Thank you for the extensive and useful package! I have been trying to extract a group of probes specific to a contract variable using the DML() function followed by summaryExtractTest(). I am using paired patient samples and using blocking in my experimental design to account for the patient to patient variation and using race as the contrast variable for which I want to extract probes. I have 41 samples from 32 patients of 2 races. It works with the example data and with another set I have that does not require blocking. This is the error I encounter:

`data <- SummarizedExperiment(assays = as.matrix(na.omit(betasFM[grep('cg', rownames(betasFM))[1:1000], ])), metadata = fcc)

data@colData@listData <- as.list(fcc)

data@colData@listData[["Race"]] <- as.factor(data@colData@listData[["Race"]])

data@colData@listData[["patient"]] <- as.factor(data@colData@listData[["patient"]])

colData(data)$Race <- relevel(factor(colData(data)$Race), "White")

colData(data)$patient <- relevel(factor(colData(data)$patient), "B.MP321")

smryF = DML(data, ~Race + patient)

test_result = summaryExtractTest(smryF)

Error in [.data.frame(est, , paste0("Est_", cont, lvs), drop = FALSE) : undefined columns selected`

I also tried to pass it through the code I found in sesame/dm.R which works up until this point where I obtain the following error:

`est <-, lapply(smry, function(x) { x$coefficients[,'Estimate']; })))) rownames(est) <- names(smry) colnames(est) <- paste0("Est_", colnames(est)) est$ProbeID <- names(smry) pvals <-, lapply(smry, function(x) { x$coefficients[,"Pr(>|t|)"] })))) rownames(pvals) <- names(smry) colnames(pvals) <- paste0("Pval", colnames(pvals)) f_pvals <-, lapply(smry, function(x) { x$Ftest["pval",,drop=FALSE] })) rownames(f_pvals) <- names(smry) colnames(fpvals) <- paste0("FPval", colnames(fpvals)) contr2lvs <- attr(smry, "contr2lvs") effsize <-, lapply(names(contr2lvs), function(cont) { lvs <- contr2lvs[[cont]] lvs <- lvs[2:length(lvs)] apply(est[, paste0("Est", cont, lvs),drop=FALSE], 1, function(x) { max(x,0) - min(x,0) }) }))

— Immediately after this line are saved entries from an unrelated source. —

//! Wall-clock seam so timestamps stay testable.
use chrono::{DateTime, Duration, Utc};
use std::cell::Cell;

pub trait Clock {
    fn now(&self) -> DateTime<Utc>;
}

/// Real UTC time.
#[derive(Debug, Clone, Copy, Default)]
pub struct SystemClock;

impl Clock for SystemClock {
    fn now(&self) -> DateTime<Utc> {
        Utc::now()
    }
}

/// Starts at a fixed instant and advances by `step` on every read.
#[derive(Debug, Clone)]
pub struct FixedClock {
    current: Cell<DateTime<Utc>>,
    step: Duration,
}

impl FixedClock {
    #[must_use]
    pub fn new(start: DateTime<Utc>) -> Self {
        Self::with_step(start, Duration::zero())
    }

    #[must_use]
    pub const fn with_step(start: DateTime<Utc>, step: Duration) -> Self {
        Self {
            current: Cell::new(start),
            step,
        }
    }
}

impl Clock for FixedClock {
    fn now(&self) -> DateTime<Utc> {
        let now = self.current.get();
        self.current.set(now + self.step);
        now
    }
}
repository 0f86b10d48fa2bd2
pub fn split_csv(s: &str) -> Vec<String> {
    s.split(',')
        .map(|x| x.trim().to_string())
        .filter(|x| !x.is_empty())
        .collect()
}
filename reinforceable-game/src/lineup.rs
//! Per-date scenario lineup offered on the home menu.
use crate::constants::DEFAULT_LINEUP;
use crate::data::{Scenario, ScenarioPool};
use crate::prng::srandom;
use crate::sampler::sample;
use serde::{Deserialize, Serialize};

/// How many scenarios to draw from one category
#[derive(Debug, Clone, PartialEq, Eq, Serialize, Deserialize)]
pub struct LineupDraw {
    pub category: String,
    pub count: usize,
}

/// Ordered draws making up a lineup
#[derive(Debug, Clone, PartialEq, Eq, Serialize, Deserialize)]
pub struct LineupPlan {
    pub draws: Vec<LineupDraw>,
}

impl Default for LineupPlan {
    fn default() -> Self {
        Self {
            draws: DEFAULT_LINEUP
                .iter()
                .map(|(category, count)| LineupDraw {
                    category: (*category).to_string(),
                    count: *count,
                })
                .collect(),
        }
    }
}

#[derive(Debug, Clone, PartialEq, Eq)]
pub struct LineupSlot<'a> {
    pub category: String,
    pub scenarios: Vec<&'a Scenario>,
}

#[derive(Debug, Clone, PartialEq, Eq)]
pub struct Lineup<'a> {
    pub seed: u32,
    pub slots: Vec<LineupSlot<'a>>,
}

impl<'a> Lineup<'a> {
    /// Every drawn scenario in plan order.
    pub fn scenarios(&self) -> impl Iterator<Item = &'a Scenario> + '_ {
        self.slots.iter().flat_map(|slot| slot.scenarios.iter().copied())
    }

    #[must_use]
    pub fn len(&self) -> usize {
        self.slots.iter().map(|slot| slot.scenarios.len()).sum()
    }

    #[must_use]
    pub fn is_empty(&self) -> bool {
        self.len() == 0
    }
}

/// Draw a lineup from one xorshift stream, applying draws in plan order.
///
/// A category missing from the pool yields an empty slot.
#[must_use]
pub fn daily_lineup<'a>(pool: &'a ScenarioPool, plan: &LineupPlan, seed: u32) -> Lineup<'a> {
    let mut rng = srandom(seed);
    let slots = plan
        .draws
        .iter()
        .map(|draw| {
            let candidates: Vec<&Scenario> = pool.category(&draw.category).iter().collect();
            LineupSlot {
                category: draw.category.clone(),
                scenarios: sample(&candidates, draw.count, &mut rng),
            }
        })
        .collect();
    Lineup { seed, slots }
}

#[cfg(test)]
mod tests {
    use super::*;
    use crate::prng::seed_from_date;
    use chrono::NaiveDate;
    use std::collections::HashSet;

    #[test]
    fn default_plan_draws_from_each_category() {
        let pool = ScenarioPool::bundled();
        let seed = seed_from_date(NaiveDate::from_ymd_opt(2026, 10, 17).unwrap());
        let lineup = daily_lineup(&pool, &LineupPlan::default(), seed);
        assert_eq!(lineup.slots.len(), 3);
        assert_eq!(lineup.slots[0].category, "daily");
        assert_eq!(lineup.slots[0].scenarios.len(), 2);
        assert_eq!(lineup.slots[1].scenarios.len(), 1);
        assert_eq!(lineup.slots[2].scenarios.len(), 1);
        let ids: HashSet<&str> = lineup.scenarios().map(|s| s.id.as_str()).collect();
        assert_eq!(ids.len(), lineup.len());
    }

    #[test]
    fn same_seed_same_lineup() {
        let pool = ScenarioPool::bundled();
        let plan = LineupPlan::default();
        let first: Vec<&str> = daily_lineup(&pool, &plan, 77)
            .scenarios()
            .map(|s| s.id.as_str())
            .collect();
        let second: Vec<&str> = daily_lineup(&pool, &plan, 77)
            .scenarios()
            .map(|s| s.id.as_str())
            .collect();
        assert_eq!(first, second);
    }

    #[test]
    fn unknown_category_yields_empty_slot() {
        let pool = ScenarioPool::bundled();
        let plan = LineupPlan {
            draws: vec![LineupDraw {
                category: "weekend".to_string(),
                count: 3,
            }],
        };
        let lineup = daily_lineup(&pool, &plan, 1);
        assert_eq!(lineup.slots.len(), 1);
        assert!(lineup.is_empty());
    }
}
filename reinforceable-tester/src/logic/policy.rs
use std::fmt;
use std::str::FromStr;

use anyhow::bail;
use rand::rngs::SmallRng;
use rand::{Rng, SeedableRng};
use reinforceable_game::{OptionId, OptionView, RuntimeNode};

/// Decision returned by a [`PlayerPolicy`]
#[derive(Debug, Clone, PartialEq, Eq)]
pub struct PolicyDecision {
    pub option: OptionId,
    pub rationale: Option<String>,
}

impl PolicyDecision {
    #[must_use]
    pub const fn new(option: OptionId, rationale: Option<String>) -> Self {
        Self { option, rationale }
    }
}

/// Policy interface for automated play strategies.
pub trait PlayerPolicy {
    /// Name used for logging/debug output.
    fn name(&self) -> &'static str;

    /// Pick one of the presented options. `node` exposes the authored deltas
    /// so scripted learners can aim for a score.
    fn pick_option(&mut self, presented: &[OptionView], node: &RuntimeNode)
    -> Option<PolicyDecision>;
}

/// Built-in choice strategies for automated runs.
#[derive(Clone, Copy, Debug, PartialEq, Eq, Hash)]
pub enum Strategy {
    /// Highest delta, first presented on ties.
    Best,
    /// Lowest delta, first presented on ties.
    Worst,
    /// Whatever is shown first after shuffling.
    First,
    /// Uniform over the presented options.
    Random,
}

impl Strategy {
    pub const ALL: [Self; 4] = [Self::Best, Self::Worst, Self::First, Self::Random];

    #[must_use]
    pub const fn label(self) -> &'static str {
        match self {
            Self::Best => "best",
            Self::Worst => "worst",
            Self::First => "first",
            Self::Random => "random",
        }
    }

    #[must_use]
    pub fn create_policy(self, seed: u64) -> Box<dyn PlayerPolicy> {
        match self {
            Self::Best => Box::new(BestPolicy),
            Self::Worst => Box::new(WorstPolicy),
            Self::First => Box::new(FirstPolicy),
            Self::Random => Box::new(RandomPolicy::new(seed)),
        }
    }
}

impl fmt::Display for Strategy {
    fn fmt(&self, f: &mut fmt::Formatter<'_>) -> fmt::Result {
        f.write_str(self.label())
    }
}

impl FromStr for Strategy {
    type Err = anyhow::Error;

    fn from_str(s: &str) -> Result<Self, Self::Err> {
        match s.to_ascii_lowercase().as_str() {
            "best" => Ok(Self::Best),
            "worst" => Ok(Self::Worst),
            "first" => Ok(Self::First),
            "random" => Ok(Self::Random),
            other => bail!("Unknown strategy: {other}"),
        }
    }
}

struct BestPolicy;
struct WorstPolicy;
struct FirstPolicy;

struct RandomPolicy {
    rng: SmallRng,
}

impl RandomPolicy {
    fn new(seed: u64) -> Self {
        Self {
            rng: SmallRng::seed_from_u64(seed),
        }
    }
}

fn delta_of(node: &RuntimeNode, option: OptionId) -> i32 {
    node.option(option).map_or(0, |runtime| runtime.delta)
}

impl PlayerPolicy for BestPolicy {
    fn name(&self) -> &'static str {
        "Best"
    }

    fn pick_option(
        &mut self,
        presented: &[OptionView],
        node: &RuntimeNode,
    ) -> Option<PolicyDecision> {
        // max_by_key keeps the last maximum, so scan in reverse to keep the first
        let view = presented
            .iter()
            .rev()
            .max_by_key(|view| delta_of(node, view.id))?;
        let delta = delta_of(node, view.id);
        Some(PolicyDecision::new(view.id, Some(format!("delta {delta}"))))
    }
}

impl PlayerPolicy for WorstPolicy {
    fn name(&self) -> &'static str {
        "Worst"
    }

    fn pick_option(
        &mut self,
        presented: &[OptionView],
        node: &RuntimeNode,
    ) -> Option<PolicyDecision> {
        let view = presented
            .iter()
            .min_by_key(|view| delta_of(node, view.id))?;
        let delta = delta_of(node, view.id);
        Some(PolicyDecision::new(view.id, Some(format!("delta {delta}"))))
    }
}

impl PlayerPolicy for FirstPolicy {
    fn name(&self) -> &'static str {
        "First"
    }

    fn pick_option(
        &mut self,
        presented: &[OptionView],
        _node: &RuntimeNode,
    ) -> Option<PolicyDecision> {
        presented
            .first()
            .map(|view| PolicyDecision::new(view.id, None))
    }
}

impl PlayerPolicy for RandomPolicy {
    fn name(&self) -> &'static str {
        "Random"
    }

    fn pick_option(
        &mut self,
        presented: &[OptionView],
        _node: &RuntimeNode,
    ) -> Option<PolicyDecision> {
        if presented.is_empty() {
            return None;
        }
        let idx = self.rng.gen_range(0..presented.len());
        Some(PolicyDecision::new(
            presented[idx].id,
            Some(format!("roll {idx}")),
        ))
    }
}

#[cfg(test)]
mod tests {
    use super::*;
    use reinforceable_game::{ScenarioPool, compile};

    fn worksheet() -> RuntimeNode {
        let pool = ScenarioPool::bundled();
        let arena = compile(pool.find("independent-work").unwrap(), "Play again").unwrap();
        arena.node(arena.start).unwrap().clone()
    }

    fn presented(node: &RuntimeNode) -> Vec<OptionView> {
        node.options()
            .iter()
            .map(|option| OptionView {
                id: option.id,
                text: option.text.clone(),
            })
            .collect()
    }

    #[test]
    fn best_and_worst_follow_deltas() {
        let node = worksheet();
        let views = presented(&node);
        let best = Strategy::Best
            .create_policy(0)
            .pick_option(&views, &node)
            .unwrap();
        let worst = Strategy::Worst
            .create_policy(0)
            .pick_option(&views, &node)
            .unwrap();
        assert_eq!(node.option(best.option).unwrap().delta, 10);
        assert_eq!(node.option(worst.option).unwrap().delta, -10);
    }

    #[test]
    fn first_takes_presented_order() {
        let node = worksheet();
        let mut views = presented(&node);
        views.reverse();
        let decision = FirstPolicy.pick_option(&views, &node).unwrap();
        assert_eq!(decision.option, views[0].id);
    }

    #[test]
    fn random_is_seeded() {
        let node = worksheet();
        let views = presented(&node);
        let picks = |seed| {
            let mut policy = Strategy::Random.create_policy(seed);
            (0..16)
                .map(|_| policy.pick_option(&views, &node).unwrap().option)
                .collect::<Vec<_>>()
        };
        assert_eq!(picks(5), picks(5));
    }

    #[test]
    fn empty_options_yield_nothing() {
        let node = worksheet();
        for strategy in Strategy::ALL {
            assert!(strategy.create_policy(1).pick_option(&[], &node).is_none());
        }
    }

    #[test]
    fn strategies_parse_case_insensitively() {
        assert_eq!("BEST".parse::<Strategy>().unwrap(), Strategy::Best);
        assert_eq!("random".parse::<Strategy>().unwrap(), Strategy::Random);
        assert!("greedy".parse::<Strategy>().is_err());
        assert_eq!(Strategy::Worst.to_string(), "worst");
    }
}
pub mod policy;
pub mod reports;
pub mod seeds;
pub mod tester;

pub use policy::Strategy;
pub use seeds::{SeedInfo, resolve_seed_inputs};
pub use tester::*;
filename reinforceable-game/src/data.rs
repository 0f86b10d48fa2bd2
use serde::{Deserialize, Serialize};
use std::collections::BTreeMap;

const BUNDLED_POOL: &str = include_str!("../assets/data/missions.json");

/// A selectable response within a step
#[derive(Debug, Clone, PartialEq, Eq, Serialize, Deserialize)]
pub struct Choice {
    pub text: String,
    #[serde(default)]
    pub score: i32,
    #[serde(default)]
    pub feedback: String,
    #[serde(default, skip_serializing_if = "Option::is_none")]
    pub next: Option<String>,
    #[serde(default, skip_serializing_if = "Option::is_none")]
    pub ending: Option<String>,
}

/// Where a choice leads once it is resolved against its scenario
#[derive(Debug, Clone, Copy, PartialEq, Eq)]
pub enum ChoiceTarget<'a> {
    Step(&'a str),
    Ending(&'a str),
}

impl Choice {
    /// The choice's single target, or `None` when it names both or neither.
    #[must_use]
    pub fn target(&self) -> Option<ChoiceTarget<'_>> {
        match (self.next.as_deref(), self.ending.as_deref()) {
            (Some(step), None) => Some(ChoiceTarget::Step(step)),
            (None, Some(ending)) => Some(ChoiceTarget::Ending(ending)),
            _ => None,
        }
    }
}

/// One presented situation and its responses
#[derive(Debug, Clone, PartialEq, Eq, Serialize, Deserialize)]
pub struct Step {
    pub text: String,
    #[serde(default)]
    pub choices: BTreeMap<String, Choice>,
}

/// An authored terminal outcome
#[derive(Debug, Clone, PartialEq, Eq, Serialize, Deserialize)]
pub struct Ending {
    pub title: String,
    #[serde(default)]
    pub text: String,
}

/// A complete branching scenario
#[derive(Debug, Clone, PartialEq, Eq, Serialize, Deserialize)]
pub struct Scenario {
    pub id: String,
    pub title: String,
    pub start: String,
    pub steps: BTreeMap<String, Step>,
    #[serde(default)]
    pub endings: BTreeMap<String, Ending>,
}

impl Scenario {
    /// Number of choices across every step.
    #[must_use]
    pub fn choice_count(&self) -> usize {
        self.steps.values().map(|step| step.choices.len()).sum()
    }
}

/// Container for every scenario category
#[derive(Debug, Clone, PartialEq, Eq, Serialize, Deserialize, Default)]
pub struct ScenarioPool {
    pub categories: BTreeMap<String, Vec<Scenario>>,
}

impl ScenarioPool {
    /// Create an empty pool (useful for tests)
    #[must_use]
    pub fn empty() -> Self {
        Self {
            categories: BTreeMap::new(),
        }
    }

    /// Load a pool from a JSON string
    ///
    /// # Errors
    ///
    /// Returns an error if the JSON cannot be parsed into a valid pool.
    pub fn from_json(json: &str) -> Result<Self, serde_json::Error> {
        serde_json::from_str(json)
    }

    /// The demonstration pool compiled into the crate.
    ///
    /// # Panics
    ///
    /// Panics if the bundled asset is not valid pool JSON, which the crate's
    /// own tests rule out.
    #[must_use]
    pub fn bundled() -> Self {
        Self::from_json(BUNDLED_POOL).expect("bundled mission pool is valid JSON")
    }

    /// Add a scenario to a category, creating the category on demand.
    pub fn insert(&mut self, category: &str, scenario: Scenario) {
        self.categories
            .entry(category.to_string())
            .or_default()
            .push(scenario);
    }

    /// Scenarios in a category; empty when the category is unknown.
    #[must_use]
    pub fn category(&self, name: &str) -> &[Scenario] {
        self.categories.get(name).map_or(&[], Vec::as_slice)
    }

    /// Every scenario paired with its category name.
    pub fn iter(&self) -> impl Iterator<Item = (&str, &Scenario)> {
        self.categories.iter().flat_map(|(category, scenarios)| {
            scenarios
                .iter()
                .map(move |scenario| (category.as_str(), scenario))
        })
    }

    /// Look up a scenario by id across all categories.
    #[must_use]
    pub fn find(&self, id: &str) -> Option<&Scenario> {
        self.iter()
            .map(|(_, scenario)| scenario)
            .find(|scenario| scenario.id == id)
    }

    #[must_use]
    pub fn len(&self) -> usize {
        self.categories.values().map(Vec::len).sum()
    }

    #[must_use]
    pub fn is_empty(&self) -> bool {
        self.len() == 0
    }
}

#[cfg(test)]
mod tests {
    use super::*;

    #[test]
    fn test_pool_from_json() {
        let json = r#"{
            "categories": {
                "daily": [
                    {
                        "id": "lineup",
                        "title": "Lining Up",
                        "start": "s1",
                        "steps": {
                            "s1": {
                                "text": "The class is lining up for lunch.",
                                "choices": {
                                    "a": { "text": "Praise the quiet line", "score": 10, "feedback": "Specific praise!", "ending": "win" },
                                    "b": { "text": "Shout over the noise", "score": -10, "next": "s1" }
                                }
                            }
                        },
                        "endings": {
                            "win": { "title": "Calm Line", "text": "Everyone walks to lunch." }
                        }
                    }
                ]
            }
        }"#;

        let pool = ScenarioPool::from_json(json).unwrap();
        assert_eq!(pool.len(), 1);
        let scenario = pool.find("lineup").unwrap();
        assert_eq!(scenario.title, "Lining Up");
        assert_eq!(scenario.choice_count(), 2);
        let praise = &scenario.steps["s1"].choices["a"];
        assert_eq!(praise.target(), Some(ChoiceTarget::Ending("win")));
        let shout = &scenario.steps["s1"].choices["b"];
        assert_eq!(shout.target(), Some(ChoiceTarget::Step("s1")));
        assert!(shout.feedback.is_empty());
    }

    #[test]
    fn target_is_none_for_both_or_neither() {
        let mut choice = Choice {
            text: "x".to_string(),
            score: 0,
            feedback: String::new(),
            next: Some("a".to_string()),
            ending: Some("b".to_string()),
        };
        assert_eq!(choice.target(), None);
        choice.next = None;
        choice.ending = None;
        assert_eq!(choice.target(), None);
    }

    #[test]
    fn unknown_category_is_empty() {
        let pool = ScenarioPool::bundled();
        assert!(pool.category("no-such-category").is_empty());
        assert!(!pool.category("daily").is_empty());
        assert!(ScenarioPool::empty().is_empty());
    }
}
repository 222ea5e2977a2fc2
//! Simple test harness for the recommendation orchestrator.
//!
//! Loads a dataset, connects to the embedding service and prints the
//! recommendations for one user.
//!
//! Usage: `server [USER_ID]`
//!
//! Environment:
//! - `AD_RECS_DATA_DIR` (default `data/sample`)
//! - `AD_RECS_EMBEDDING_URL` (default `http://localhost:5001`)
//! - `AD_RECS_EMBEDDING_MODEL` (`bert` or `tfidf`, default `bert`)

use std::path::PathBuf;
use std::sync::Arc;

use anyhow::{Context, Result};
use tracing::info;
use tracing_subscriber::EnvFilter;

use data_loader::DataIndex;
use embedding_client::{EmbeddingModel, HttpEmbeddingClient};
use server::{Collaborators, OrchestratorConfig, RecommendationOrchestrator, DEFAULT_EMBEDDING_URL};
use sources::InMemoryStore;

#[tokio::main]
async fn main() -> Result<()> {
    // Initialize logging
    tracing_subscriber::fmt()
        .with_env_filter(
            EnvFilter::try_from_default_env()
                .unwrap_or_else(|_| EnvFilter::new("info,server=debug,sources=debug,pipeline=debug")),
        )
        .init();

    info!("Starting ad recommendation test harness");

    let data_dir = PathBuf::from(
        std::env::var("AD_RECS_DATA_DIR").unwrap_or_else(|_| "data/sample".to_string()),
    );
    let embedding_url =
        std::env::var("AD_RECS_EMBEDDING_URL").unwrap_or_else(|_| DEFAULT_EMBEDDING_URL.to_string());
    let model: EmbeddingModel = std::env::var("AD_RECS_EMBEDDING_MODEL")
        .unwrap_or_else(|_| "bert".to_string())
        .parse()
        .map_err(anyhow::Error::msg)?;
    let user_id = std::env::args().nth(1).unwrap_or_else(|| "user_1".to_string());

    info!("Loading data index from {}...", data_dir.display());
    let data_index = Arc::new(
        DataIndex::load_from_files(&data_dir)
            .with_context(|| format!("Failed to load dataset from {}", data_dir.display()))?,
    );
    info!("Data index loaded successfully");

    let config = OrchestratorConfig::default();
    let client = HttpEmbeddingClient::new(&embedding_url, model, config.embedding_timeout)
        .context("Failed to build embedding client")?;
    info!("Using embedding service at {} ({})", client.service_address(), model);

    let store = Arc::new(InMemoryStore::new(data_index));
    let orchestrator =
        RecommendationOrchestrator::new(Collaborators::from_store(store, Arc::new(client)), config);

    info!("Getting recommendations for user {}", user_id);
    let recommendations = orchestrator
        .generate_scored_recommendations(&user_id)
        .await
        .with_context(|| format!("Recommendation request for {} failed", user_id))?;

    info!("Received {} recommendations:", recommendations.len());
    for (i, rec) in recommendations.iter().enumerate() {
        info!(
            "{}. [{}] {} - Score: {:.3}",
            i + 1,
            rec.ad.category,
            rec.ad.description,
            rec.score
        );
        info!(
            "   category={:.3} embedding={:.3}",
            rec.category_score, rec.embedding_score
        );
    }

    Ok(())
}
//! In-memory store backed by a shared `DataIndex`.
//!
//! Implements every collaborator trait so a loaded dataset can stand in
//! for the real history stores, mapping table and ad catalog.

use std::collections::HashMap;
use std::sync::Arc;

use async_trait::async_trait;
use data_loader::{Ad, AdId, DataIndex};
use tracing::debug;

use crate::stores::{AdCatalog, AdClickStore, CategoryMappingStore, PlaybackHistoryStore, StoreError};

/// Serves all four collaborator interfaces from one `DataIndex`
#[derive(Clone)]
pub struct InMemoryStore {
    data_index: Arc<DataIndex>,
}

impl InMemoryStore {
    pub fn new(data_index: Arc<DataIndex>) -> Self {
        Self { data_index }
    }
}

#[async_trait]
impl PlaybackHistoryStore for InMemoryStore {
    async fn fetch_playback_history(&self, user_id: &str) -> Result<Vec<String>, StoreError> {
        if !self.data_index.has_user(user_id) {
            return Err(StoreError::NotFound {
                entity: "user",
                id: user_id.to_string(),
            });
        }

        let history: Vec<String> = self
            .data_index
            .get_playback(user_id)
            .iter()
            .map(|record| record.category.clone())
            .collect();
        debug!("Playback history for {}: {} events", user_id, history.len());
        Ok(history)
    }
}

#[async_trait]
impl AdClickStore for InMemoryStore {
    async fn fetch_ad_click_history(&self, user_id: &str) -> Result<Vec<AdId>, StoreError> {
        Ok(self
            .data_index
            .get_clicks(user_id)
            .iter()
            .map(|record| record.ad_id.clone())
            .collect())
    }
}

#[async_trait]
impl CategoryMappingStore for InMemoryStore {
    async fn fetch_category_mapping(
        &self,
        category: &str,
    ) -> Result<HashMap<String, f32>, StoreError> {
        Ok(self
            .data_index
            .get_category_mapping(category)
            .cloned()
            .unwrap_or_default())
    }
}

#[async_trait]
impl AdCatalog for InMemoryStore {
    async fn fetch_ads_by_category(&self, category: &str) -> Result<Vec<Ad>, StoreError> {
        Ok(self
            .data_index
            .get_ads_by_category(category)
            .into_iter()
            .cloned()
            .collect())
    }
}
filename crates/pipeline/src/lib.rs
//! Scoring core for ad recommendations.
//!
//! This crate provides:
//! - CategoryNormalizer trait with a weighted-store and a static-table policy
//! - User vector construction (history mean or category accumulation)
//! - Cosine similarity
//! - HybridRanker, blending category weight and embedding similarity
//! - KeywordScorer, the keyword/recency alternative that needs no embeddings
//!
//! ## Architecture
//! A recommendation pass runs these stages:
//! 1. Normalizer turns raw playback categories into weighted ad categories
//! 2. Candidates are fetched per ad category (see `sources`)
//! 3. The vector builder produces a user vector from embeddings
//! 4. HybridRanker scores, sorts and truncates the candidates
//!
//! ## Example Usage
//! ```ignore
//! use pipeline::{HybridRanker, WeightedStoreNormalizer, CategoryNormalizer};
//!
//! let normalizer = WeightedStoreNormalizer::new(mapping_store.clone());
//! let weights = normalizer.normalize(&playback).await?;
//!
//! let user_vector = history_mean(&history_embeddings, Some(dimension))?;
//! let ranked = HybridRanker::default().rank(&ads, &ad_embeddings, &user_vector, &weights);
//! ```

pub mod legacy;
pub mod normalizers;
pub mod ranker;
pub mod similarity;
pub mod traits;
pub mod vector_builder;

// Re-export main types
pub use legacy::{recency_boost, KeywordScorer, UserInterests};
pub use normalizers::{StaticTableNormalizer, WeightedStoreNormalizer};
pub use ranker::{hybrid_score, into_ads, HybridRanker, ScoredAd, DEFAULT_TOP_N};
pub use similarity::cosine_similarity;
pub use traits::CategoryNormalizer;
pub use vector_builder::{
    category_accumulation, history_mean, l2_normalize, pad_embeddings, UserVectorMode, VectorError,
};
#[derive(Subcommand)]
enum Commands {
    /// Get ad recommendations for a user
    Recommend {
        /// User ID to get recommendations for
        #[arg(long)]
        user_id: UserId,

        /// Number of recommendations to return
        #[arg(long, default_value = "5")]
        limit: usize,

        /// Show the score components of each recommendation
        #[arg(long)]
        explain: bool,

        /// Category normalizer (weighted-store or static-table)
        #[arg(long, default_value = "weighted-store")]
        normalizer: NormalizerPolicy,

        /// User vector mode (history-mean or category-accumulation)
        #[arg(long, default_value = "history-mean")]
        vector_mode: UserVectorMode,

        /// Scoring strategy
        #[arg(long, value_enum, default_value_t = Scorer::Hybrid)]
        scorer: Scorer,

        /// Category boost for the keyword scorer, as CATEGORY=FACTOR (repeatable)
        #[arg(long = "boost", value_parser = parse_boost)]
        boosts: Vec<(String, f32)>,
    },

    /// Show a user's playback and click history
    User {
        /// User ID to display
        #[arg(long)]
        user_id: UserId,
    },

    /// Search the ad catalog by category or keyword
    Search {
        /// Exact category (case-insensitive)
        #[arg(long, conflicts_with = "keyword", required_unless_present = "keyword")]
        category: Option<String>,

        /// Keyword or description substring (case-insensitive)
        #[arg(long)]
        keyword: Option<String>,
    },

    /// Run benchmark to test performance
    Benchmark {
        /// Number of requests to make
        #[arg(long, default_value = "100")]
        requests: usize,

        /// Number of concurrent requests
        #[arg(long, default_value = "10")]
        concurrent: usize,
    },
}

Error in h(simpleError(msg, call)) : error in evaluating the argument 'args' in selecting a method for function '': undefined columns selected`

Is this something to do with the patient blocking or am I naively missing something? It may also be worth noting that I am able to use that same DMLSummary object for obtaining DMRs through DMR() successfully.

Thanks again, Josh

Below is my session info.

sessionInfo() R version 4.2.0 (2022-04-22) Platform: x86_64-apple-darwin17.0 (64-bit) Running under: macOS Monterey 12.3.1

Matrix products: default LAPACK: /Library/Frameworks/R.framework/Versions/4.2/Resources/lib/libRlapack.dylib

locale: [1] en_US.UTF-8/en_US.UTF-8/en_US.UTF-8/C/en_US.UTF-8/en_US.UTF-8

zwdzwd commented 2 years ago

My guess is our code is not handling the missing levels for some CGs here. Do you mind sharing me a copy of your smry object? You can send to if possible. That will help me debug. Thanks!

zwdzwd commented 2 years ago

I took a look I think this is due to the reference level in "patient" being nonexistent.

colData(data)$patient <- relevel(factor(colData(data)$patient), "B.MP321")

I included a line in the updated code to circumvent this error to pop up. but I think setting the right reference should solve the problem.

gbc529 commented 2 years ago

Hello, Thank you both for sharing the original error and solution! Unfortunately, I am running into the same error but when I look at the smry object generated by my data it appears that the reference level is set for the factors I am considering, specifically "Sample.Region" and "CUB.ID". I have 224 samples that I am running and I am looking to use Sample.Region as the contrast variable. The error I am getting, my input, as well as sessionInfo is below:

#Run preprocessing using opensesame. Output of Beta-values
taka_betas <- openSesame(".")

#Convert metadata file with desired columns + beta-values to sigDF
pdata <- read.csv("/path/to/project/meta/data/meta.csv")
pdata <- column_to_rownames(pdata_noBMI, "IDAT")
pdata_noBMI<- pdata[,1:5]
betas_t <- t(taka_betas)
se <- SummarizedExperiment(t(betas_t), colData = pdata_noBMI)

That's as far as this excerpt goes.